Soda, hab mir mal den von dir geposteten Text durchgelesen und hier mal meine Gedanken dazu. Ich hab die Einteilung vom Text zwecks Übersichtlichkeit übernommen.
Der Begriff „westplaining“ war mir ehrlich gesagt neu. Die Analogie zu „mainsplaining“ kann ich grundsätzlich ja nachvollziehen. Allerdings - und das spricht auch der von dir gepostete Artikel an - spielen sich die zwei Phänomene auf ganz anderen Ebenen ab. Bin mir daher nicht so sicher, ob diese Begrifflichkeit da wirklich die sinnvollste ist. Aber da bewegen wir uns in einem semantisch schwierigen Bereich, den ich jetzt nicht groß aufmachen will. Ist nur ein Gedanke, der mir gekommen ist, den man auch getrost ignorieren kann.
Im Niemandsland
Also ich habe tatsächlich Larry Wolffs Buch gelesen (war im Zuge meines Studiums Teil einer Literaturliste) und finde da die Einbettung schon ziemlich arg verkürzt, zumal es nicht gerade das aktuellste Werk zur Osteuropaforschung ist. Immerhin stammt es afaik aus dem Jahr 1994.

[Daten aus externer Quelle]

//! Core configuration types.
//! - Options holds the copy flags consumed by the executor.
//! - Config wraps Options with the ambient settings (logging).
//! - LogLevel represents verbosity with simple parsing helpers.

use std::fmt;
use std::path::PathBuf;
use std::str::FromStr;

use crate::fs_ops::DurabilityMode;

use super::DEFAULT_BUFFER_SIZE;

/// Program-defined verbosity levels exposed to users/config.
#[derive(Debug, Clone, Copy, PartialEq, Eq, Default)]
pub enum LogLevel {
    /// No diagnostics at all (default; keeps stderr clean on success)
    #[default]
    Off,
    /// Warnings and errors
    Warn,
    /// Per-run summaries
    Info,
    /// Per-operation detail
    Debug,
}

impl LogLevel {
    /// Parse common string names into our LogLevel (case-insensitive).
    pub fn parse(s: &str) -> Option<Self> {
        match s.trim().to_ascii_lowercase().as_str() {
            "off" | "none" | "quiet" => Some(LogLevel::Off),
            "warn" | "warning" | "error" | "normal" => Some(LogLevel::Warn),
            "info" | "verbose" => Some(LogLevel::Info),
            "debug" | "trace" => Some(LogLevel::Debug),
            _ => None,
        }
    }
}

impl fmt::Display for LogLevel {
    fn fmt(&self, f: &mut fmt::Formatter<'_>) -> fmt::Result {
        let s = match self {
            LogLevel::Off => "off",
            LogLevel::Warn => "warn",
            LogLevel::Info => "info",
            LogLevel::Debug => "debug",
        };
        f.write_str(s)
    }
}

impl FromStr for LogLevel {
    type Err = String;
    fn from_str(s: &str) -> Result<Self, Self::Err> {
        Self::parse(s).ok_or_else(|| format!("invalid log level: '{s}'"))
    }
}

/// Copy flags. Built once from CLI + config file, read-only during execution.
#[derive(Debug, Clone, PartialEq, Eq)]
pub struct Options {
    /// Allow directory sources
    pub recursive: bool,
    /// Overwrite existing destination files
    pub force: bool,
    /// Copy permission bits and modification time
    pub preserve: bool,
    /// Suppress progress output
    pub quiet: bool,
    /// Print one line per copied file
    pub verbose: bool,
    /// I/O chunk size in bytes; must be > 0
    pub buffer_size: usize,
    /// What "closing" a destination file guarantees
    pub durability: DurabilityMode,
}

impl Default for Options {
    fn default() -> Self {
        Self {
            recursive: false,
            force: false,
            preserve: false,
            quiet: false,
            verbose: false,
            buffer_size: DEFAULT_BUFFER_SIZE,
            durability: DurabilityMode::Data,
        }
    }
}

/// Runtime configuration: copy options plus logging settings.
#[derive(Debug, Clone, Default)]
pub struct Config {
    pub options: Options,
    /// Diagnostic verbosity (stderr)
    pub log_level: LogLevel,
    /// Optional path to a log file
    pub log_file: Option<PathBuf>,
    /// Emit diagnostics as JSON
    pub json: bool,
}
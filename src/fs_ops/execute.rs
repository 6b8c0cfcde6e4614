//! Plan executor.
//!
//! Runs a [`CopyPlan`] strictly in order. The first failure aborts the run;
//! anything already written stays where it is.
//!
//! With `preserve`, directory timestamps are applied in a second pass, deepest
//! first, after every file below them has been written.

use anyhow::Result;
use std::path::Path;
use std::time::SystemTime;
use tracing::{debug, info};

use crate::config::Options;
use crate::errors::CopyError;
use crate::fs_ops::io_copy::copy_streaming;
use crate::fs_ops::metadata::apply_metadata;
use crate::fs_ops::plan::{CopyOperation, CopyPlan};
use crate::platform::create_dir_with_mode;
use crate::progress::ProgressSink;
use crate::shutdown;

/// Mode for parent directories the plan did not create itself.
const PARENT_DIR_MODE: u32 = 0o755;

/// Execute `plan` with `options`, reporting written bytes to `sink`.
pub fn execute(plan: &CopyPlan, options: &Options, sink: &dyn ProgressSink) -> Result<()> {
    options.validate()?;

    let mut created_dirs: Vec<(&Path, u32, SystemTime)> = Vec::new();
    let mut files = 0usize;
    let mut bytes = 0u64;

    for (index, op) in plan.iter().enumerate() {
        if shutdown::is_requested() {
            info!(completed = index, remaining = plan.len() - index, "shutdown requested; stopping before next operation");
            return Err(CopyError::Interrupted.into());
        }

        match op {
            CopyOperation::CreateDirectory {
                destination,
                mode,
                modified,
                ..
            } => {
                create_dir_with_mode(destination, *mode)
                    .map_err(|e| CopyError::io("create directory", destination, e))?;
                debug!(dest = %destination.display(), mode = format!("{:o}", mode), "created directory");
                if options.preserve {
                    created_dirs.push((destination.as_path(), *mode, *modified));
                }
            }
            CopyOperation::CopyFile {
                source,
                destination,
                mode,
                modified,
                ..
            } => {
                if let Some(parent) = destination.parent()
                    && !parent.as_os_str().is_empty()
                {
                    create_dir_with_mode(parent, PARENT_DIR_MODE)
                        .map_err(|e| CopyError::io("create destination parent for", destination, e))?;
                }

                let res = copy_streaming(source, destination, *mode, options, sink)?;
                if options.preserve {
                    apply_metadata(destination, *mode, *modified)?;
                }
                debug!(
                    src = %source.display(),
                    dest = %destination.display(),
                    bytes = res.bytes,
                    buf_size = res.buf_size,
                    durability = ?res.mode,
                    "copied file"
                );
                files += 1;
                bytes += res.bytes;
                sink.file_copied(destination);
            }
        }
    }

    // Deepest first: fixing a parent must come after its children are done.
    for (dir, mode, modified) in created_dirs.iter().rev() {
        apply_metadata(dir, *mode, *modified)?;
    }

    info!(files, bytes, operations = plan.len(), "plan executed");
    Ok(())
}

Soll etwa das Opfer schuld sein?
Das Beispiel mit dem fiktiven Land Zubrowka seh ich als komische Argumentation ein, als ob es keine fiktiven „westlich“ anmutenden Länder in Film und Literatur gäbe.
Die im Text angesprochene Objektmachung Osteuropas würde ich persönlich auch weniger in fiktiven Werken sondern eher in den Mechanismen der Epoche der späten Neuzeit (z.B. Teilung Polens) suchen.
Dass der Text gegen Ende des Abschnitts dann Noam Chomskys Aussagen zum Ukrainekrieg wieder extrem verkürzt und ins absurde verzerrt (was insbesondere im nächsten Abschnitt der Fall ist), passt dann wieder zu dem, was der Text mit Wolffs Werk gemacht hat.
Die unausrottbare Faszination
Um mal etwas positives über den Text zu sagen: Ich stimme dem Autor zu, dass man Russland in der Zwischenzeit als faschistisch oder faschistoide Diktatur bezeichnen kann.
Ansonsten ist dieses Kapitel wieder von ziemlich krasser Verkürzung und Polemik geprägt.
Westliche Lust an der Exotik
Hier spricht er den „westeuropäischen Intellektuellen“ und allen möglichen anderen Leuten jegliche Expertise und Fachwissen ab, was ich recht absurd finde, da seine gesamte Argumentation auf Verkürzung und Verzerrung von Aussagen beruht, ehe er sich dann in ziemlich kriegstreiberischer Rhetorik verliert.
Russland kann man nicht trauen
Puh, dieser Absatz ist besonders schwierig, insbesondere das Ende, wo er sich für Russland einen Morgenthau-Plan wünscht, was ich persönlich für äußerst fragwürdig halte.
Alles in allem ein ziemlich reißerischer und polemischer Text, der sehr stark verkürzt, um die eigene Argumentation durchbringen zu können und weder nachhaltig die Problematik „westlicher Intellektueller“ aufzeigen konnte, noch Lösungsansätze bieten konnte.
Man kann von der aktuellen Situation in der Ukraine halten, was man will, aber der Text bringt uns sicherlich auch nicht nach vorne.